Ha preso il via presso Fiera Milano Rho la 44ª edizione di MCE – Mostra Convegno Expocomfort, l’evento internazionale di riferimento per i settori HVAC+R (riscaldamento, ventilazione, condizionamento e refrigerazione), delle energie rinnovabili e dell’efficienza energetica. La manifestazione, in programma fino al 27 marzo 2026, si conferma un hub globale per l’innovazione tecnologica applicata all’impiantistica e al mondo dell’acqua.
L’edizione 2026 si caratterizza per una significativa partecipazione internazionale e una rinnovata configurazione degli spazi espositivi: oltre 1.600 aziende espositrici provenienti da più di 48 Paesi occupano i 12 padiglioni del polo fieristico; prevista l’affluenza di oltre 120.000 professionisti da tutto il mondo, con la presenza di delegazioni ufficiali composte da oltre 320 operatori esteri selezionati da 39 Paesi.

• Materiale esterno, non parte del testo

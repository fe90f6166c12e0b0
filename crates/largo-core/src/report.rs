//! Per-object outcomes collected by the transfer queue.

use std::path::PathBuf;

use crate::error::{ProtocolError, TransferError, VerifyError};
use crate::model::{Direction, Transfer};

/// Final state of one object's primary action.
#[derive(Debug, Clone, PartialEq, Eq)]
pub enum TransferStatus {
    /// The action ran and moved `bytes` bytes.
    Completed {
        /// Bytes transferred.
        bytes: u64,
    },
    /// The remote offered no action for this direction; nothing to do.
    Skipped,
    /// The object failed permanently.
    Failed(TransferError),
}

/// Outcome of the post-upload confirmation.
#[derive(Debug, Clone, PartialEq, Eq)]
pub enum VerifyStatus {
    /// No verify action was offered, or the transfer did not upload.
    NotRequested,
    /// The verify budget was exhausted; treated as success.
    BudgetExhausted,
    /// The remote confirmed the upload.
    Verified,
    /// The remote did not confirm the upload.
    Failed(VerifyError),
}

/// Exactly-once report for one object.
#[derive(Debug, Clone, PartialEq, Eq)]
pub struct TransferReport {
    /// Object identifier.
    pub oid: String,
    /// Declared size.
    pub size: u64,
    /// Working-tree path of the pointer.
    pub path: PathBuf,
    /// Transfer direction.
    pub direction: Direction,
    /// Primary action outcome.
    pub status: TransferStatus,
    /// Verification outcome.
    pub verify: VerifyStatus,
    /// Attempts made for the primary action.
    pub attempts: u32,
}

impl TransferReport {
    /// Report for a transfer whose primary action finished.
    #[must_use]
    pub fn for_transfer(transfer: &Transfer, direction: Direction, status: TransferStatus) -> Self {
        Self {
            oid: transfer.oid.clone(),
            size: transfer.size,
            path: transfer.path.clone(),
            direction,
            status,
            verify: VerifyStatus::NotRequested,
            attempts: 0,
        }
    }

    /// True when the primary action succeeded (or was a no-op) and verification did not fail.
    #[must_use]
    pub const fn is_success(&self) -> bool {
        !matches!(self.status, TransferStatus::Failed(_))
            && !matches!(self.verify, VerifyStatus::Failed(_))
    }
}

/// Aggregate result of one transfer queue run.
#[derive(Debug, Clone, Default, PartialEq, Eq)]
pub struct TransferSummary {
    /// One report per distinct object.
    pub reports: Vec<TransferReport>,
    /// First batch negotiation failure, when one stopped the run.
    pub protocol_error: Option<ProtocolError>,
}

impl TransferSummary {
    /// Reports that ended in success or a no-op.
    pub fn succeeded(&self) -> impl Iterator<Item = &TransferReport> {
        self.reports.iter().filter(|report| report.is_success())
    }

    /// Reports that failed the primary action or verification.
    pub fn failed(&self) -> impl Iterator<Item = &TransferReport> {
        self.reports.iter().filter(|report| !report.is_success())
    }

    /// True when every object succeeded and no batch failed.
    #[must_use]
    pub fn is_success(&self) -> bool {
        self.protocol_error.is_none() && self.reports.iter().all(TransferReport::is_success)
    }
}

#[cfg(test)]
mod tests {
    use super::*;
    use crate::model::{ActionSet, Pointer};

    fn report(status: TransferStatus, verify: VerifyStatus) -> TransferReport {
        let transfer = Transfer::from_pointer(&Pointer::new("abc", 3, "a.bin"), ActionSet::default());
        let mut report = TransferReport::for_transfer(&transfer, Direction::Upload, status);
        report.verify = verify;
        report
    }

    #[test]
    fn verify_failure_marks_report_failed_without_touching_status() {
        let failed_verify = report(
            TransferStatus::Completed { bytes: 3 },
            VerifyStatus::Failed(VerifyError::Status {
                oid: "abc".into(),
                status: 500,
                message: "boom".into(),
            }),
        );
        assert!(!failed_verify.is_success());
        assert_eq!(failed_verify.status, TransferStatus::Completed { bytes: 3 });

        let skipped = report(TransferStatus::Skipped, VerifyStatus::BudgetExhausted);
        assert!(skipped.is_success());
    }

    #[test]
    fn summary_partitions_reports() {
        let summary = TransferSummary {
            reports: vec![
                report(TransferStatus::Completed { bytes: 3 }, VerifyStatus::Verified),
                report(
                    TransferStatus::Failed(TransferError::Cancelled),
                    VerifyStatus::NotRequested,
                ),
            ],
            protocol_error: None,
        };
        assert_eq!(summary.succeeded().count(), 1);
        assert_eq!(summary.failed().count(), 1);
        assert!(!summary.is_success());
        assert!(TransferSummary::default().is_success());
    }
}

Per questa edizione il Giappone è stato designato come Paese Partner, iniziativa volta a favorire l’incontro tra espositori e decision maker di mercati esteri ad alto potenziale.
Grazie al progetto ‘Reinventing MCE 2026’, sviluppato con lo studio Lombardini22, i Padiglioni 2 e 4 sono stati riprogettati applicando conoscenze neuroscientifiche per ottimizzare i flussi e migliorare la qualità dell’esperienza dei visitatori.
La fiera non rappresenta un’area espositiva e un osservatorio sulle sfide della transizione energetica e sulla gestione delle risorse: secondo la ricerca di TEHA Group, la filiera HVAC+R contribuisce mediamente all’aumento del PIL nazionale dell’1,4% e dell’occupazione del 2,3%, con un’incidenza superiore a quella del settore abbigliamento.
Il progetto Intelligent (use of) Water coinvolge diversi padiglioni (2, 4, 6 e 10) per sensibilizzare sull’uso responsabile delle risorse idriche e sulla riduzione degli sprechi.
All’interno del padiglione 10 debutta l’Atelier Workwear, un’area dedicata all’abbigliamento tecnico, alle calzature da lavoro e alla sicurezza professionale.
Tornano gli MCE Excellence Awards 2026, volti a premiare le migliori soluzioni tecnologiche e progettuali orientate alla sostenibilità e all’efficienza.
Il programma è completato da numerosi convegni e workshop, inclusi gli approfondimenti dell’Energy & Strategy Group del Politecnico di Milano, focalizzati sulla competitività industriale e sui costi della transizione ambientale.